**Task directions:** Search the listing below for the word "Extension" and copy each line that holds it.

**Supplied data:**

####

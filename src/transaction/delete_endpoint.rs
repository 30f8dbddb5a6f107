use std::sync::{Arc, Mutex};

use axum::{
    Extension,
    extract::{FromRef, Path, State},
    response::{IntoResponse, Response},
};
use rusqlite::Connection;

use crate::{
    AppState, Error, alert::Alert, auth::UserID, database_id::TransactionId,
    transaction::core::delete_transaction,
};

/// The state needed to delete a transaction.
#[derive(Debug, Clone)]
pub struct DeleteTransactionState {
    pub db_connection: Arc<Mutex<Connection>>,
}

impl FromRef<AppState> for DeleteTransactionState {
    fn from_ref(state: &AppState) -> Self {
        Self {
            db_connection: state.db_connection.clone(),
        }
    }
}

/// Delete a transaction and take back anything it added to a goal.
pub async fn delete_transaction_endpoint(
    Path(transaction_id): Path<TransactionId>,
    State(state): State<DeleteTransactionState>,
    Extension(user_id): Extension<UserID>,
) -> Response {
    let connection = match state.db_connection.lock() {
        Ok(connection) => connection,
        Err(error) => {
            tracing::error!("could not acquire database lock: {error}");
            return Error::DatabaseLockError.into_alert_response();
        }
    };

    match delete_transaction(transaction_id, user_id, &connection) {
        Ok(()) => Alert::success("Transaction deleted", "")
            .into_html()
            .into_response(),
        Err(Error::DeleteMissingTransaction) => {
            Error::DeleteMissingTransaction.into_alert_response()
        }
        Err(error) => {
            tracing::error!(
                "An unexpected error occurred while deleting transaction {transaction_id}: {error}"
            );
            error.into_alert_response()
        }
    }
}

####

**Solution:**
    Extension,
    Extension(user_id): Extension<UserID>,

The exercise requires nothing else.